HQ and its respective directors, licensors, officers, agents, servants and
employees shall not, to the extent permitted by law, except upon the affirmative
showing of HQ's gross negligence or willful misconduct, be liable for, and
Client waives all right of recovery against such entities and individuals for
any damage or claim with respect to any injury to person or damage to, or loss
or destruction of any property of Client, its employees, authorized persons and
invitees due to any act, omission or occurrence in or about the HQ Business
Center or the Building. Without limitation of any other provision hereof, each
party hereto hereby agrees to indemnify, defend and hold harmless the other
party hereto, and such other party's officers, directors, employees,
shareholders, partners, agents and representatives from and against any
liability to third parties arising out of, in the case of Client as an
indemnifying party, Client's use and occupancy of the Office or any negligent
act or omission of Client or Client's officers, directors, employees,
shareholders, partners, agents, representatives, contractors, customers or
invitees and, in the case of HQ as an indemnifying party, any act or omission
constituting gross negligence or willful misconduct of HQ or HQ's officers,
directors, employees, shareholders, partners, agents or representatives. Subject
to the foregoing, Client assumes all risk of loss with respect to all personal
property of Client, its agents employees, contractors, and invitees, within or
about the HQ Business Center or the Building. Client acknowledges that it is the
Client's responsibility to maintain insurance to cover the risks set forth in
this paragraph.
HQ and Client each hereby waive any and all rights of recovery against the
other, or against the directors, licensors, officers, agents, servants and
employees of the other, for loss of or damage to its property or the property of
others under its control, to the extent such loss or damage is covered by any
insurance policy.
If the HQ Business Center is made unusable, in whole or in part, by fire or
other casualty not due to negligence of Client, HQ may, at its option, terminate
the Agreement upon notice to Client, effective upon such casualty, or may elect
to repair, restore or rehabilitate, or cause to be repaired, restored or
rehabilitated, the HQ Business Center, without expense to Client, within ninety
(90) days or within such longer period of time as may be required because of
events beyond HQ's control. The Monthly Base Services Fee shall be abated on a
per diem basis for the portions of the Office that are unusable.

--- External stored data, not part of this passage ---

//! IPO - primary-issue share allocator
//!
//! Holds the remaining primary pool at a fixed price. Direct purchases
//! take an exact quantity or fail; residual market-buy fills take as much
//! as is left. All state changes are atomic under one mutex.

use crate::core_types::{Price, Qty};
use crate::errors::CoreError;
use serde::Serialize;
use std::sync::Mutex;

#[derive(Debug, Clone, Copy, Serialize)]
pub struct IpoStatus {
    pub shares_remaining: Qty,
    pub price: Price,
}

#[derive(Debug)]
pub struct IpoService {
    state: Mutex<IpoStatus>,
}

impl IpoService {
    pub fn new(shares: Qty, price: Price) -> Self {
        Self {
            state: Mutex::new(IpoStatus {
                shares_remaining: shares,
                price,
            }),
        }
    }

    pub fn status(&self) -> IpoStatus {
        *self.state.lock().unwrap_or_else(|e| e.into_inner())
    }

    /// Atomically take exactly `qty` shares. All-or-nothing.
    pub fn take_exact(&self, qty: Qty) -> Result<Price, CoreError> {
        if qty == 0 {
            return Err(CoreError::InvalidArgs("qty must be positive".into()));
        }
        let mut state = self.state.lock().unwrap_or_else(|e| e.into_inner());
        if state.shares_remaining < qty {
            return Err(CoreError::InsufficientIpo);
        }
        state.shares_remaining -= qty;
        Ok(state.price)
    }

    /// Atomically take up to `max_qty` shares; returns `(taken, price)`.
    /// Used by the matching engine for residual market buys.
    pub fn take_up_to(&self, max_qty: Qty) -> (Qty, Price) {
        let mut state = self.state.lock().unwrap_or_else(|e| e.into_inner());
        let taken = state.shares_remaining.min(max_qty);
        state.shares_remaining -= taken;
        (taken, state.price)
    }

    /// Return shares to the pool (settlement of a failed allocation).
    pub fn put_back(&self, qty: Qty) {
        let mut state = self.state.lock().unwrap_or_else(|e| e.into_inner());
        state.shares_remaining += qty;
    }

    /// Replace the pool outright.
    pub fn admin_reset(&self, shares: Qty, price: Price) {
        let mut state = self.state.lock().unwrap_or_else(|e| e.into_inner());
        state.shares_remaining = shares;
        state.price = price;
        tracing::info!(shares, price, "ipo pool reset");
    }

    /// Update either field, leaving the other untouched.
    pub fn admin_update(&self, shares: Option<Qty>, price: Option<Price>) {
        let mut state = self.state.lock().unwrap_or_else(|e| e.into_inner());
        if let Some(shares) = shares {
            state.shares_remaining = shares;
        }
        if let Some(price) = price {
            state.price = price;
        }
        tracing::info!(
            shares = state.shares_remaining,
            price = state.price,
            "ipo pool updated"
        );
    }
}
//! Event bus - in-process topic pub/sub
//!
//! Publish is non-blocking: events land in a bounded lock-free buffer and
//! a dedicated dispatcher task fans them out to all subscribed handlers.
//! A handler that errors is retried with exponential backoff up to
//! `max_retries`; final failure is logged and counted but never blocks
//! further events.
//!
//! # Ordering
//! Per single handler, events arrive in publish order. Across handlers
//! there is no ordering guarantee (delivery for one event is concurrent).
//!
//! A bounded ring retains recent events for replay by topic, user and
//! time window.

use crate::core_types::{TsMillis, UserId, now_ms};
use async_trait::async_trait;
use crossbeam_queue::ArrayQueue;
use rand::Rng;
use serde::Serialize;
use std::collections::VecDeque;
use std::sync::atomic::{AtomicU64, Ordering};
use std::sync::{Arc, Mutex, RwLock};
use std::time::Duration;
use tokio::sync::{Notify, watch};
use uuid::Uuid;

// ============================================================
// TOPICS & EVENTS
// ============================================================

#[derive(Debug, Clone, Copy, PartialEq, Eq, Hash, Serialize)]
#[serde(rename_all = "SCREAMING_SNAKE_CASE")]
pub enum Topic {
    OrderCreated,
    OrderMatched,
    OrderCancelled,
    OrderFailed,
    UserPointsUpdated,
    UserPortfolioUpdated,
    MarketOpened,
    MarketClosed,
    PriceUpdated,
    TransferInitiated,
    TransferCompleted,
    TransferFailed,
    ShardRebalanced,
    QueueOverflow,
    SystemMaintenance,
}

impl Topic {
    pub fn as_str(&self) -> &'static str {
        match self {
            Topic::OrderCreated => "ORDER_CREATED",
            Topic::OrderMatched => "ORDER_MATCHED",
            Topic::OrderCancelled => "ORDER_CANCELLED",
            Topic::OrderFailed => "ORDER_FAILED",
            Topic::UserPointsUpdated => "USER_POINTS_UPDATED",
            Topic::UserPortfolioUpdated => "USER_PORTFOLIO_UPDATED",
            Topic::MarketOpened => "MARKET_OPENED",
            Topic::MarketClosed => "MARKET_CLOSED",
            Topic::PriceUpdated => "PRICE_UPDATED",
            Topic::TransferInitiated => "TRANSFER_INITIATED",
            Topic::TransferCompleted => "TRANSFER_COMPLETED",
            Topic::TransferFailed => "TRANSFER_FAILED",
            Topic::ShardRebalanced => "SHARD_REBALANCED",
            Topic::QueueOverflow => "QUEUE_OVERFLOW",
            Topic::SystemMaintenance => "SYSTEM_MAINTENANCE",
        }
    }
}

/// One published event. Delivery is at-least-once per handler.
#[derive(Debug, Clone, Serialize)]
pub struct Event {
    pub event_id: Uuid,
    pub topic: Topic,
    pub ts: TsMillis,
    pub uid: Option<UserId>,
    pub payload: serde_json::Value,
    pub correlation_id: Option<String>,
}

/// A subscriber. Handlers are registered once and receive every event
/// whose topic is in `topics()`.
#[async_trait]
pub trait EventHandler: Send + Sync {
    fn name(&self) -> &str;
    fn topics(&self) -> Vec<Topic>;
    async fn handle(&self, event: &Event) -> anyhow::Result<()>;
}

// ============================================================
// STATS
// ============================================================

#[derive(Debug, Default)]
pub struct HandlerStats {
    pub delivered: AtomicU64,
    pub retried: AtomicU64,
    pub failed: AtomicU64,
}

#[derive(Debug, Clone, Serialize)]
pub struct HandlerStatsView {
    pub name: String,
    pub delivered: u64,
    pub retried: u64,
    pub failed: u64,
}

#[derive(Debug, Clone, Serialize)]
pub struct BusStats {
    pub published: u64,
    pub dropped: u64,
    pub handlers: Vec<HandlerStatsView>,
}

struct HandlerEntry {
    handler: Arc<dyn EventHandler>,
    topics: Vec<Topic>,
    stats: Arc<HandlerStats>,
}

// ============================================================
// EVENT BUS
// ============================================================

pub struct EventBus {
    buffer: ArrayQueue<Event>,
    handlers: RwLock<Vec<HandlerEntry>>,
    history: Mutex<VecDeque<Event>>,
    history_cap: usize,
    max_retries: u32,
    published: AtomicU64,
    dropped: AtomicU64,
    wakeup: Notify,
}

impl EventBus {
    pub fn new(buffer_cap: usize, history_cap: usize, max_retries: u32) -> Self {
        Self {
            buffer: ArrayQueue::new(buffer_cap.max(1)),
            handlers: RwLock::new(Vec::new()),
            history: Mutex::new(VecDeque::new()),
            history_cap,
            max_retries,
            published: AtomicU64::new(0),
            dropped: AtomicU64::new(0),
            wakeup: Notify::new(),
        }
    }

    /// Register a handler. Call before `run_dispatcher` starts delivering.
    pub fn subscribe(&self, handler: Arc<dyn EventHandler>) {
        let topics = handler.topics();
        tracing::info!(handler = handler.name(), ?topics, "event handler subscribed");
        self.handlers
            .write()
            .unwrap_or_else(|e| e.into_inner())
            .push(HandlerEntry {
                topics,
                stats: Arc::new(HandlerStats::default()),
                handler,
            });
    }

    /// Non-blocking best-effort publish.
    pub fn publish(&self, topic: Topic, uid: Option<UserId>, payload: serde_json::Value) {
        self.publish_with_correlation(topic, uid, payload, None)
    }

    pub fn publish_with_correlation(
        &self,
        topic: Topic,
        uid: Option<UserId>,
        payload: serde_json::Value,
        correlation_id: Option<String>,
    ) {
        let event = Event {
            event_id: Uuid::new_v4(),
            topic,
            ts: now_ms(),
            uid,
            payload,
            correlation_id,
        };

        {
            let mut history = self.history.lock().unwrap_or_else(|e| e.into_inner());
            history.push_back(event.clone());
            while history.len() > self.history_cap {
                history.pop_front();
            }
        }

        match self.buffer.push(event) {
            Ok(()) => {
                self.published.fetch_add(1, Ordering::Relaxed);
                self.wakeup.notify_one();
            }
            Err(dropped) => {
                self.dropped.fetch_add(1, Ordering::Relaxed);
                tracing::warn!(
                    topic = dropped.topic.as_str(),
                    "event buffer full, event dropped"
                );
            }
        }
    }

    /// Drain the buffer and fan events out until shutdown, then drain one
    /// final time so nothing published before the signal is lost.
    pub async fn run_dispatcher(self: Arc<Self>, mut shutdown: watch::Receiver<bool>) {
        loop {
            while let Some(event) = self.buffer.pop() {
                self.dispatch_one(&event).await;
            }
            tokio::select! {
                _ = self.wakeup.notified() => {}
                changed = shutdown.changed() => {
                    let stop = changed.is_err() || *shutdown.borrow();
                    if stop {
                        while let Some(event) = self.buffer.pop() {
                            self.dispatch_one(&event).await;
                        }
                        tracing::info!("event dispatcher stopped");
                        return;
                    }
                }
            }
        }
    }

    async fn dispatch_one(&self, event: &Event) {
        // Snapshot the matching handlers; the lock is not held across await.
        let targets: Vec<(Arc<dyn EventHandler>, Arc<HandlerStats>)> = {
            let handlers = self.handlers.read().unwrap_or_else(|e| e.into_inner());
            handlers
                .iter()
                .filter(|e| e.topics.contains(&event.topic))
                .map(|e| (e.handler.clone(), e.stats.clone()))
                .collect()
        };
        if targets.is_empty() {
            return;
        }

        let deliveries = targets
            .into_iter()
            .map(|(handler, stats)| self.deliver_with_retry(handler, stats, event));
        futures::future::join_all(deliveries).await;
    }

    async fn deliver_with_retry(
        &self,
        handler: Arc<dyn EventHandler>,
        stats: Arc<HandlerStats>,
        event: &Event,
    ) {
        let mut attempt: u32 = 0;
        loop {
            match handler.handle(event).await {
                Ok(()) => {
                    stats.delivered.fetch_add(1, Ordering::Relaxed);
                    return;
                }
                Err(e) => {
                    attempt += 1;
                    if attempt > self.max_retries {
                        stats.failed.fetch_add(1, Ordering::Relaxed);
                        tracing::error!(
                            handler = handler.name(),
                            topic = event.topic.as_str(),
                            event_id = %event.event_id,
                            error = %e,
                            "handler failed after retries"
                        );
                        return;
                    }
                    stats.retried.fetch_add(1, Ordering::Relaxed);
                    let base = 50u64.saturating_mul(1 << (attempt - 1).min(6));
                    let jitter = rand::thread_rng().gen_range(0..=base / 2);
                    tokio::time::sleep(Duration::from_millis(base + jitter)).await;
                }
            }
        }
    }

    // ============================================================
    // REPLAY & STATS
    // ============================================================

    /// Events from the retention ring matching the filter, oldest first.
    pub fn replay(
        &self,
        topic: Option<Topic>,
        uid: Option<UserId>,
        since: Option<TsMillis>,
        until: Option<TsMillis>,
    ) -> Vec<Event> {
        let history = self.history.lock().unwrap_or_else(|e| e.into_inner());
        history
            .iter()
            .filter(|e| topic.is_none_or(|t| e.topic == t))
            .filter(|e| uid.is_none_or(|u| e.uid == Some(u)))
            .filter(|e| since.is_none_or(|s| e.ts >= s))
            .filter(|e| until.is_none_or(|u| e.ts <= u))
            .cloned()
            .collect()
    }

    pub fn stats(&self) -> BusStats {
        let handlers = self.handlers.read().unwrap_or_else(|e| e.into_inner());
        BusStats {
            published: self.published.load(Ordering::Relaxed),
            dropped: self.dropped.load(Ordering::Relaxed),
            handlers: handlers
                .iter()
                .map(|e| HandlerStatsView {
                    name: e.handler.name().to_string(),
                    delivered: e.stats.delivered.load(Ordering::Relaxed),
                    retried: e.stats.retried.load(Ordering::Relaxed),
                    failed: e.stats.failed.load(Ordering::Relaxed),
                })
                .collect(),
        }
    }
}

// ============================================================
// TESTS
// ============================================================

7. DEFAULT. Client shall be deemed to be in default under this Agreement: (a)
If Client defaults in the payment of the Monthly Base Services Fee or other sums
due hereunder or (b) if Client defaults in the prompt and full performance of
any other provision of this Agreement and any such default continues in excess
of five (5) business days after written notice by HQ.

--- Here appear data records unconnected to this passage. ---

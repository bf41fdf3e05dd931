//! Admin operations - grants, market policy, session control, settlement
//!
//! Thin orchestration over the core services. Everything here is an
//! operator action; user-facing flows never call into this module.

use crate::auditor::{AuditReport, IntegrityAuditor};
use crate::clock::MarketClock;
use crate::config::{MarketConfig, TradingWindow};
use crate::core_types::{Points, Price, Qty, UserId, notional};
use crate::errors::CoreError;
use crate::events::{EventBus, Topic};
use crate::holdings::HoldingsBook;
use crate::ipo::IpoService;
use crate::journal::EntryKind;
use crate::ledger::Ledger;
use crate::lifecycle::OrderLifecycle;
use crate::models::CancelReason;
use serde::Serialize;
use serde_json::json;
use std::sync::{Arc, RwLock};

/// Recipient of an admin grant.
#[derive(Debug, Clone)]
pub enum GrantTarget {
    User(UserId),
    Team(String),
}

#[derive(Debug, Clone, Serialize)]
pub struct SettlementReport {
    pub orders_cancelled: usize,
    pub users_settled: usize,
    pub shares_converted: Qty,
    pub points_paid: Points,
}

pub struct AdminService {
    ledger: Arc<Ledger>,
    lifecycle: Arc<OrderLifecycle>,
    holdings: Arc<HoldingsBook>,
    ipo: Arc<IpoService>,
    clock: Arc<MarketClock>,
    auditor: Arc<IntegrityAuditor>,
    bus: Arc<EventBus>,
    market_cfg: Arc<RwLock<MarketConfig>>,
}

impl AdminService {
    #[allow(clippy::too_many_arguments)]
    pub fn new(
        ledger: Arc<Ledger>,
        lifecycle: Arc<OrderLifecycle>,
        holdings: Arc<HoldingsBook>,
        ipo: Arc<IpoService>,
        clock: Arc<MarketClock>,
        auditor: Arc<IntegrityAuditor>,
        bus: Arc<EventBus>,
        market_cfg: Arc<RwLock<MarketConfig>>,
    ) -> Self {
        Self {
            ledger,
            lifecycle,
            holdings,
            ipo,
            clock,
            auditor,
            bus,
            market_cfg,
        }
    }

    // ============================================================
    // GRANTS
    // ============================================================

    /// Credit points to a user or to every member of a team. Returns the
    /// number of users credited.
    pub fn give_points(
        &self,
        target: GrantTarget,
        amount: Points,
        note: &str,
    ) -> Result<usize, CoreError> {
        let uids = match &target {
            GrantTarget::User(uid) => vec![*uid],
            GrantTarget::Team(team) => {
                let members = self.ledger.users_in_team(team);
                if members.is_empty() {
                    return Err(CoreError::InvalidArgs(format!("unknown team: {team}")));
                }
                members
            }
        };
        for &uid in &uids {
            self.ledger
                .credit(uid, amount, EntryKind::AdminGrant, note)?;
            self.bus
                .publish(Topic::UserPointsUpdated, Some(uid), json!({}));
        }
        tracing::info!(count = uids.len(), amount, "admin grant applied");
        Ok(uids.len())
    }

    pub fn set_user_enabled(&self, uid: UserId, enabled: bool) -> Result<(), CoreError> {
        self.ledger.set_enabled(uid, enabled)
    }

    pub fn set_user_frozen(&self, uid: UserId, frozen: bool) -> Result<(), CoreError> {
        self.ledger.set_frozen(uid, frozen)
    }

    // ============================================================
    // MARKET POLICY
    // ============================================================

    /// Set the up/down limit, in basis points.
    pub fn set_band(&self, band_bps: u32) {
        self.market_cfg
            .write()
            .unwrap_or_else(|e| e.into_inner())
            .band_bps = band_bps;
        tracing::info!(band_bps, "price band updated");
    }

    pub fn set_windows(&self, windows: Vec<TradingWindow>) {
        self.market_cfg
            .write()
            .unwrap_or_else(|e| e.into_inner())
            .windows = windows.clone();
        self.clock.set_windows(windows);
        self.lifecycle.sync_market_state();
    }

    // ============================================================
    // SESSION CONTROL
    // ============================================================

    pub fn manual_open(&self) {
        self.clock.force_open();
        self.lifecycle.sync_market_state();
    }

    pub fn manual_close(&self) {
        self.clock.force_close();
        self.lifecycle.sync_market_state();
    }

    /// Back to schedule-driven open/close.
    pub fn clear_override(&self) {
        self.clock.clear_override();
        self.lifecycle.sync_market_state();
    }

    pub fn manual_call_auction(&self) -> Option<Price> {
        self.lifecycle.run_call_auction()
    }

    // ============================================================
    // IPO
    // ============================================================

    pub fn ipo_reset(&self, shares: Qty, price: Price) {
        self.ipo.admin_reset(shares, price);
        self.lifecycle.set_ipo_fallback(price);
        let mut cfg = self.market_cfg.write().unwrap_or_else(|e| e.into_inner());
        cfg.ipo_shares = shares;
        cfg.ipo_price = price;
    }

    pub fn ipo_update(&self, shares: Option<Qty>, price: Option<Price>) {
        self.ipo.admin_update(shares, price);
        if let Some(price) = price {
            self.lifecycle.set_ipo_fallback(price);
            self.market_cfg
                .write()
                .unwrap_or_else(|e| e.into_inner())
                .ipo_price = price;
        }
        if let Some(shares) = shares {
            self.market_cfg
                .write()
                .unwrap_or_else(|e| e.into_inner())
                .ipo_shares = shares;
        }
    }

    // ============================================================
    // SETTLEMENT & AUDIT
    // ============================================================

    /// Cancel every open order, then convert every holding to points at
    /// the given price. Share total drops to zero.
    pub fn final_settlement(&self, price: Price) -> Result<SettlementReport, CoreError> {
        let cancelled = self.lifecycle.cancel_all(CancelReason::FinalSettlement);

        let positions = self.holdings.drain_all();
        let mut users_settled = 0;
        let mut shares_converted = 0;
        let mut points_paid = 0;
        for (uid, qty) in positions {
            shares_converted += qty;
            let value = notional(price, qty).ok_or_else(|| {
                CoreError::InvariantViolation(format!("settlement overflow for uid {uid}"))
            })?;
            if value > 0 {
                self.ledger
                    .credit(uid, value, EntryKind::Settlement, "final settlement")?;
                points_paid += value;
            }
            users_settled += 1;
            self.bus
                .publish(Topic::UserPointsUpdated, Some(uid), json!({}));
        }

        let report = SettlementReport {
            orders_cancelled: cancelled.len(),
            users_settled,
            shares_converted,
            points_paid,
        };
        tracing::info!(?report, price, "final settlement complete");
        self.bus.publish(
            Topic::SystemMaintenance,
            None,
            json!({ "final_settlement": { "price": price, "users": users_settled } }),
        );
        Ok(report)
    }

    pub fn check_negative_balances(&self, fix: bool) -> AuditReport {
        self.auditor.run(fix)
    }
}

Should Client be in default hereunder, HQ shall have the option to pursue
any one or more of the following remedies without any additional notice or
demand whatsoever and without limitation to HQ in the exercise of any remedy:
(1) HQ may, if HQ so elects, without any additional notice of such
election or demand to Client, either forthwith terminate this Agreement and the
license to use any portion of the HQ Business Center, and may enter into the
Office and take and hold possession of the contents thereof, without releasing
Client, in whole or in part, from the Client's obligations hereunder. In the
event of such termination, HQ may, at its option, declare the entire amount of
the Monthly Base Services Fee which would become due and payable during the
remainder of the term, to be due and payable immediately, in which event, Client
agrees to pay the same at once.
(2) Pursue any other remedy now or hereafter available to HQ. HQ's
exercise of any right or remedy shall not prevent it from exercising any other
right or remedy.
Client agrees to pay all costs and expenses, including reasonable
attorneys' fees, expended or incurred by HQ in connection with the enforcement
of this Agreement, the collection of any sums due hereunder, any action for
declaratory relief in any way related to this Agreement, or the protection or
preservation of any rights of HQ hereunder.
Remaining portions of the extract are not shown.